Édition internationale
Radio les français dans le monde
--:--
--:--
  • 0
  • 1

Eva Nguyen Binh: "J'ai travaillé du mieux que j'ai pu, ça m'a réussi."

eva-nguyen-binh-ambassadrice-de-france-au-cambodgeeva-nguyen-binh-ambassadrice-de-france-au-cambodge
Eva Nguyen Binh, Ambassadrice de France au Cambodge © Morgan Havet
Écrit par Leïla PELLETIER
Publié le 4 mars 2018, mis à jour le 5 mars 2018

Que se passe-t-il jeudi prochain ? C’est le 8 mars bien sûr ! Cette date a officiellement été reconnue comme la Journée Internationale des Femmes en 1977 par les Nations-Unies et en 1982 par la France. Une célébration pour chaque année rappeler la lutte, entamée au début du XXe siècle par de nombreuses femmes, contre l’inégalité des sexes. A cette occasion, Lepetitjournal.com Cambodge vous propose, comme l’année passée, une galerie  d’interviews et de portraits. Eva Nguyen Binh, Ambassadrice de France au Cambodge ouvre la semaine et partage avec nous son expérience de femme diplomate, ses conseils et ses inspirations.

 

Quel bilan tirez-vous depuis que vous avez pris vos fonctions d'Ambassadrice ?

J’ai pris mes fonctions comme Ambassadrice de France au Cambodge depuis 10 mois maintenant.
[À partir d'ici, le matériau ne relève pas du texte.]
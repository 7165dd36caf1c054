//! Fan PWM output
//!
//! The fan is driven by a PWM line whose duty cycle is in percent. 0 stops
//! the fan, 100 is full speed.

use crate::error::Result;

/// Write-only fan output owned by the hardware session
pub trait PwmChannel: Send {
    /// Native line number, for logs
    fn line(&self) -> u8;

    /// Apply a duty cycle in percent (0..=100)
    fn set_duty(&mut self, percent: u8) -> Result<()>;

    /// Stop the output and leave the line low
    fn stop(&mut self) -> Result<()>;
}

/// Percent to the 0.0..=1.0 ratio used by PWM hardware
pub fn duty_ratio(percent: u8) -> f64 {
    f64::from(percent.min(100)) / 100.0
}
//! Argon2id password hashing for user credentials.

use argon2::{password_hash::SaltString, Argon2, PasswordHash, PasswordHasher, PasswordVerifier};
use once_cell::sync::Lazy;
use rand::rngs::OsRng;

use super::error::EntityError;

pub const MIN_PASSWORD_LENGTH: usize = 8;

/// Verified against when no account matches a login.
static DUMMY_HASH: Lazy<Option<String>> =
    Lazy::new(|| hash_password("no-such-account-password").ok());

/// Hash a password into a PHC string.
///
/// # Errors
/// Returns `INVALID_ATTRIBUTES` for short passwords and `INTERNAL` if hashing fails.
pub fn hash_password(password: &str) -> Result<String, EntityError> {
    if password.chars().count() < MIN_PASSWORD_LENGTH {
        return Err(EntityError::invalid(
            "password",
            format!("Password must be at least {MIN_PASSWORD_LENGTH} characters long."),
        ));
    }
    let salt = SaltString::generate(&mut OsRng);
    Argon2::default()
        .hash_password(password.as_bytes(), &salt)
        .map(|hash| hash.to_string())
        .map_err(|_| EntityError::Internal("failed to hash password".to_string()))
}

/// Verify a password against a stored PHC string. Malformed hashes never verify.
pub fn verify_password(password: &str, stored_hash: &str) -> bool {
    PasswordHash::new(stored_hash).is_ok_and(|parsed| {
        Argon2::default()
            .verify_password(password.as_bytes(), &parsed)
            .is_ok()
    })
}

/// Spend one verification on the placeholder hash. Always fails.
pub fn verify_dummy(password: &str) -> bool {
    if let Some(hash) = DUMMY_HASH.as_deref() {
        verify_password(password, hash);
    }
    false
}
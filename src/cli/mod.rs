pub mod actions;
pub mod commands;
pub mod dispatch;
pub mod telemetry;

mod start;
pub use self::start::start;
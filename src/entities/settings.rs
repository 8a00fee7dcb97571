//! Per-user keyed settings blobs.

use async_graphql::SimpleObject;
use async_trait::async_trait;
use chrono::{DateTime, Utc};
use serde::{Deserialize, Serialize};
use serde_json::{Map, Value};
use uuid::Uuid;

use super::{error::EntityError, store::StoreQuery, Entities, Entity, Model};

#[derive(Debug, Clone, Serialize, Deserialize, SimpleObject)]
#[serde(rename_all = "camelCase")]
#[graphql(complex)]
pub struct UserSettings {
    #[graphql(skip)]
    pub id: String,
    #[graphql(skip)]
    pub user: String,
    pub key: String,
    #[graphql(skip)]
    #[serde(default)]
    pub data: Value,
    #[graphql(skip)]
    pub created_on: DateTime<Utc>,
    #[graphql(skip)]
    pub saved_on: DateTime<Utc>,
}

#[derive(Debug, Clone)]
pub struct SettingsInput {
    pub user: String,
    pub key: String,
    pub data: Value,
}

fn normalize_key(key: &str) -> Result<String, EntityError> {
    let key = key.trim();
    if key.is_empty() {
        return Err(EntityError::invalid("key", "Settings key is required."));
    }
    Ok(key.to_string())
}

#[async_trait]
impl Model for UserSettings {
    type Input = SettingsInput;

    const COLLECTION: &'static str = "user_settings";
    const NAME: &'static str = "UserSettings";
    const SCOPE: &'static str = "security:user:crud";

    async fn prepare(
        _entities: &Entities,
        _id: Uuid,
        input: SettingsInput,
        existing: Option<&Self>,
    ) -> Result<Map<String, Value>, EntityError> {
        let mut document = Map::new();
        if existing.is_none() {
            document.insert("user".to_string(), Value::String(input.user));
            document.insert("key".to_string(), Value::String(normalize_key(&input.key)?));
        }
        document.insert("data".to_string(), input.data);
        Ok(document)
    }
}

impl Entity<UserSettings> {
    async fn find_for(&self, user_id: &str, key: &str) -> Result<Option<UserSettings>, EntityError> {
        let mut filter = Map::new();
        filter.insert("user".to_string(), Value::String(user_id.to_string()));
        filter.insert("key".to_string(), Value::String(normalize_key(key)?));
        self.find_one(filter, Vec::new()).await
    }

    /// The settings blob stored under `key`, if any.
    ///
    /// # Errors
    /// Returns `INVALID_ATTRIBUTES` for an empty key or a store failure.
    pub async fn get_for(&self, user_id: &str, key: &str) -> Result<Option<Value>, EntityError> {
        Ok(self.find_for(user_id, key).await?.map(|settings| settings.data))
    }

    /// Replace the blob stored under `key`, creating it on first write.
    ///
    /// # Errors
    /// Returns `INVALID_ATTRIBUTES` for an empty key or a store failure.
    pub async fn update_for(
        &self,
        user_id: &str,
        key: &str,
        data: Value,
    ) -> Result<Value, EntityError> {
        let input = SettingsInput {
            user: user_id.to_string(),
            key: key.to_string(),
            data,
        };
        let settings = match self.find_for(user_id, key).await? {
            Some(existing) => self.update(&existing.id, input).await?,
            None => self.create(input).await?,
        };
        Ok(settings.data)
    }

    /// Number of settings blobs kept for a user.
    ///
    /// # Errors
    /// Returns an error if the store fails.
    pub async fn count_for(&self, user_id: &str) -> Result<u64, EntityError> {
        let mut filter = Map::new();
        filter.insert("user".to_string(), Value::String(user_id.to_string()));
        let found = self
            .entities()
            .store()
            .find(UserSettings::COLLECTION, &StoreQuery {
                limit: Some(0),
                ..StoreQuery::filter(filter)
            })
            .await?;
        Ok(found.total)
    }
}
//! # Custodia (Security & User Management API)
//!
//! `custodia` exposes users, roles, groups and API tokens through a GraphQL
//! schema mounted under the `security` namespace of the root query and
//! mutation types.
//!
//! ## Layers
//!
//! - **Schema/Resolvers** ([`security`]): every GraphQL field is wired to a
//!   generic resolver (`get`, `list`, `create`, `update`, `delete`) that is
//!   parameterized by an *entity fetcher*, a function returning the typed
//!   accessor for one entity from the request context. Login, token login,
//!   current user and user settings resolvers are thin wrappers over the same
//!   accessors.
//! - **Entities** ([`entities`]): typed accessors over a JSON document
//!   [`entities::Store`] (PostgreSQL or in-memory). Validation, uniqueness,
//!   password hashing and token minting live here.
//! - **Admin** ([`admin`]): a declarative CRUD controller for managing API
//!   tokens over the GraphQL HTTP endpoint.
//!
//! ## Envelopes
//!
//! Resolvers never fail at the transport level. Every operation returns a
//! `{data, error}` or `{data, meta, error}` envelope and failures are reported
//! through `error { code message data }`.

pub mod admin;
pub mod cli;
pub mod custodia;
pub mod entities;
pub mod security;

#[allow(clippy::doc_markdown, clippy::needless_raw_string_hashes)]
pub mod built_info {
    include!(concat!(env!("OUT_DIR"), "/built.rs"));
}

pub const GIT_COMMIT_HASH: &str = match built_info::GIT_COMMIT_HASH {
    Some(hash) => hash,
    None => "unknown",
};

pub const APP_USER_AGENT: &str = concat!(env!("CARGO_PKG_NAME"), "/", env!("CARGO_PKG_VERSION"),);

#[cfg(test)]
mod tests {
    use super::*;

    #[test]
    fn test_git_commit_hash_format() {
        if GIT_COMMIT_HASH == "unknown" {
            // Acceptable in non-git build environments
            return;
        }
        assert!(
            GIT_COMMIT_HASH.chars().all(|c| c.is_ascii_hexdigit()),
            "GIT_COMMIT_HASH should be a hex string, got: {GIT_COMMIT_HASH}"
        );
        assert!(
            GIT_COMMIT_HASH.len() >= 7,
            "GIT_COMMIT_HASH should be at least 7 characters long, got: {GIT_COMMIT_HASH}"
        );
    }

    #[test]
    fn test_app_user_agent_format() {
        assert!(APP_USER_AGENT.starts_with(env!("CARGO_PKG_NAME")));
        assert!(APP_USER_AGENT.contains(env!("CARGO_PKG_VERSION")));
    }
}
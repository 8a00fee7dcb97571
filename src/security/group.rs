use async_graphql::{ComplexObject, Context, Json, Object, Result, ID};
use serde_json::Value;

use super::{
    envelope::{DeleteResponse, ListResponse, Response, SearchInput},
    resolvers::{
        entities, resolve_create, resolve_delete, resolve_get, resolve_list, resolve_update,
        EntityFetcher, ListArgs,
    },
    IntoGraphqlError,
};
use crate::entities::{Entities, Group, GroupInput, Role};

const GROUP_FETCHER: EntityFetcher<Group> = Entities::groups;

#[ComplexObject]
impl Group {
    async fn id(&self) -> ID {
        ID::from(self.id.clone())
    }

    async fn roles(&self, ctx: &Context<'_>) -> Result<Vec<Role>> {
        let entities = entities(ctx).into_graphql()?;
        entities.roles().get_many(&self.roles).await.into_graphql()
    }
}

#[derive(Default)]
pub struct GroupQuery;

#[Object]
impl GroupQuery {
    async fn get_group(
        &self,
        ctx: &Context<'_>,
        id: Option<ID>,
        #[graphql(name = "where")] filter: Option<Json<Value>>,
        sort: Option<String>,
    ) -> Response<Group> {
        resolve_get(ctx, GROUP_FETCHER, id, filter, sort).await
    }

    async fn list_groups(
        &self,
        ctx: &Context<'_>,
        page: Option<i32>,
        per_page: Option<i32>,
        #[graphql(name = "where")] filter: Option<Json<Value>>,
        sort: Option<Json<Value>>,
        search: Option<SearchInput>,
    ) -> ListResponse<Group> {
        let args = ListArgs {
            page,
            per_page,
            filter,
            sort,
            search,
        };
        resolve_list(ctx, GROUP_FETCHER, args).await
    }
}

#[derive(Default)]
pub struct GroupMutation;

#[Object]
impl GroupMutation {
    async fn create_group(&self, ctx: &Context<'_>, data: GroupInput) -> Response<Group> {
        resolve_create(ctx, GROUP_FETCHER, data).await
    }

    async fn update_group(&self, ctx: &Context<'_>, id: ID, data: GroupInput) -> Response<Group> {
        resolve_update(ctx, GROUP_FETCHER, id, data).await
    }

    async fn delete_group(&self, ctx: &Context<'_>, id: ID) -> DeleteResponse {
        resolve_delete(ctx, GROUP_FETCHER, id).await
    }
}
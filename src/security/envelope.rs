//! `{data, error}` and `{data, meta, error}` response envelopes.

use async_graphql::{InputObject, Json, OutputType, SimpleObject};
use serde_json::{json, Value};
use tracing::error;

use crate::entities::{
    ApiToken, EntityError, Group, Listing, Role, Search, SearchOperator, User, UserLogin,
};

/// Error payload carried by every envelope.
#[derive(Debug, Clone, SimpleObject)]
#[graphql(name = "Error")]
pub struct ErrorResponse {
    pub code: String,
    pub message: String,
    pub data: Option<Json<Value>>,
}

impl From<EntityError> for ErrorResponse {
    fn from(err: EntityError) -> Self {
        if err.is_internal() {
            error!("security resolver failed: {err}");
            return Self {
                code: err.code().to_string(),
                message: "Internal server error.".to_string(),
                data: None,
            };
        }
        let data = match &err {
            EntityError::InvalidAttributes { fields, .. } => {
                Some(Json(json!({ "invalidFields": fields })))
            }
            EntityError::Forbidden(scope) => Some(Json(json!({ "scope": scope }))),
            _ => None,
        };
        Self {
            code: err.code().to_string(),
            message: err.to_string(),
            data,
        }
    }
}

#[derive(Debug, SimpleObject)]
#[graphql(concrete(name = "UserResponse", params(User)))]
#[graphql(concrete(name = "UserLoginResponse", params(UserLogin)))]
#[graphql(concrete(name = "RoleResponse", params(Role)))]
#[graphql(concrete(name = "GroupResponse", params(Group)))]
#[graphql(concrete(name = "ApiTokenResponse", params(ApiToken)))]
pub struct Response<T: OutputType> {
    pub data: Option<T>,
    pub error: Option<ErrorResponse>,
}

impl<T: OutputType> From<Result<T, EntityError>> for Response<T> {
    fn from(result: Result<T, EntityError>) -> Self {
        match result {
            Ok(data) => Self {
                data: Some(data),
                error: None,
            },
            Err(err) => Self {
                data: None,
                error: Some(err.into()),
            },
        }
    }
}

/// Pagination details of a list response.
#[derive(Debug, Clone, PartialEq, Eq, SimpleObject)]
pub struct ListMeta {
    pub total_count: i64,
    pub total_pages: i64,
    pub page: i64,
    pub per_page: i64,
    pub from: i64,
    pub to: i64,
    pub previous_page: Option<i64>,
    pub next_page: Option<i64>,
}

impl ListMeta {
    #[must_use]
    pub fn new(total: u64, page: u64, per_page: u64) -> Self {
        let total = i64::try_from(total).unwrap_or(i64::MAX);
        let page = i64::try_from(page).unwrap_or(i64::MAX).max(1);
        let per_page = i64::try_from(per_page).unwrap_or(i64::MAX).max(1);
        let total_pages = (total + per_page - 1) / per_page;
        let offset = (page - 1).saturating_mul(per_page);
        let (from, to) = if offset >= total {
            (0, 0)
        } else {
            (offset + 1, page.saturating_mul(per_page).min(total))
        };
        Self {
            total_count: total,
            total_pages,
            page,
            per_page,
            from,
            to,
            previous_page: (page > 1).then(|| page - 1),
            next_page: (page < total_pages).then(|| page + 1),
        }
    }
}

#[derive(Debug, SimpleObject)]
#[graphql(concrete(name = "UserListResponse", params(User)))]
#[graphql(concrete(name = "RoleListResponse", params(Role)))]
#[graphql(concrete(name = "GroupListResponse", params(Group)))]
#[graphql(concrete(name = "ApiTokenListResponse", params(ApiToken)))]
pub struct ListResponse<T: OutputType> {
    pub data: Option<Vec<T>>,
    pub meta: Option<ListMeta>,
    pub error: Option<ErrorResponse>,
}

impl<T: OutputType> From<Result<Listing<T>, EntityError>> for ListResponse<T> {
    fn from(result: Result<Listing<T>, EntityError>) -> Self {
        match result {
            Ok(listing) => Self {
                meta: Some(ListMeta::new(listing.total, listing.page, listing.per_page)),
                data: Some(listing.items),
                error: None,
            },
            Err(err) => Self {
                data: None,
                meta: None,
                error: Some(err.into()),
            },
        }
    }
}

#[derive(Debug, SimpleObject)]
pub struct DeleteResponse {
    pub data: Option<bool>,
    pub error: Option<ErrorResponse>,
}

impl From<Result<(), EntityError>> for DeleteResponse {
    fn from(result: Result<(), EntityError>) -> Self {
        match result {
            Ok(()) => Self {
                data: Some(true),
                error: None,
            },
            Err(err) => Self {
                data: None,
                error: Some(err.into()),
            },
        }
    }
}

#[derive(Debug, Clone, InputObject)]
pub struct SearchInput {
    pub query: String,
    pub fields: Vec<String>,
    /// `or` (default) or `and`.
    pub operator: Option<String>,
}

impl TryFrom<SearchInput> for Search {
    type Error = EntityError;

    fn try_from(input: SearchInput) -> Result<Self, Self::Error> {
        let operator = match input.operator.as_deref().map(str::trim) {
            None | Some("") => SearchOperator::Or,
            Some(op) if op.eq_ignore_ascii_case("or") => SearchOperator::Or,
            Some(op) if op.eq_ignore_ascii_case("and") => SearchOperator::And,
            Some(op) => {
                return Err(EntityError::invalid(
                    "search",
                    format!("Unknown search operator \"{op}\"."),
                ))
            }
        };
        Ok(Self {
            query: input.query,
            fields: input.fields,
            operator,
        })
    }
}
Je ressens une grande satisfaction à la fois professionnelle et personnelle : depuis que je suis arrivée, j’ai été très bien accueillie au Cambodge ; j’ai pu lancer plusieurs projets, rencontrer de nombreuses personnes qui jouent toutes un rôle dans le développement du Cambodge et la relation entre nos deux pays. 

Je constate chaque jour à quel point les gens que je rencontre, Cambodgiens et Français bien sûr, se rendent accessibles, sont ouverts à des dynamiques collectives. Je dirais même qu’ils sont bienveillants.

Je rencontre une grande envie de faire des choses ensemble. Ce n’est pas toujours le cas dans tous les pays, mais c’est ce que je vis ici et maintenant. C’est une motivation supplémentaire dans l’exercice de mes fonctions.

 

Quelles sont les difficultés d'être une femme impliquée en diplomatie ?

En termes de carrière, je dois dire que je n’ai jamais ressenti de difficulté particulière à être une femme. 

Certes, la diplomatie est un milieu qui était, comme beaucoup, particulièrement masculin. C’est d’autant plus vrai au fur et à mesure que l’on monte les échelons hiérarchiques. Mais je n’ai jamais subi de discrimination, de harcèlement. 

Il y a parfois les blagues lourdes, les remarques sexistes, mais ce n’est pas forcément au sein du monde diplomatique que j’en ai subi le plus. 

Les choses changent aussi. 

J’en suis la preuve puisque je suis la première femme Ambassadrice de France au Cambodge. Aujourd’hui, sur l’ensemble des Ambassadeurs de France dans le monde, 26% sont des femmes, contre 11% il y a 5 ans. Un ambassadeur sur quatre nommé en 2017 était une femme. Ca paraît peut-être peu mais c’est en fait beaucoup comparé à la situation qui prévalait jusqu’à aujourd’hui.

J’ai également travaillé dans le secteur privé, dans l’entreprise Michelin, qui est aussi un milieu très masculin. Je n’ai pas ressenti de regard négatif sur moi ou de difficulté particulière parce que j’étais une femme. 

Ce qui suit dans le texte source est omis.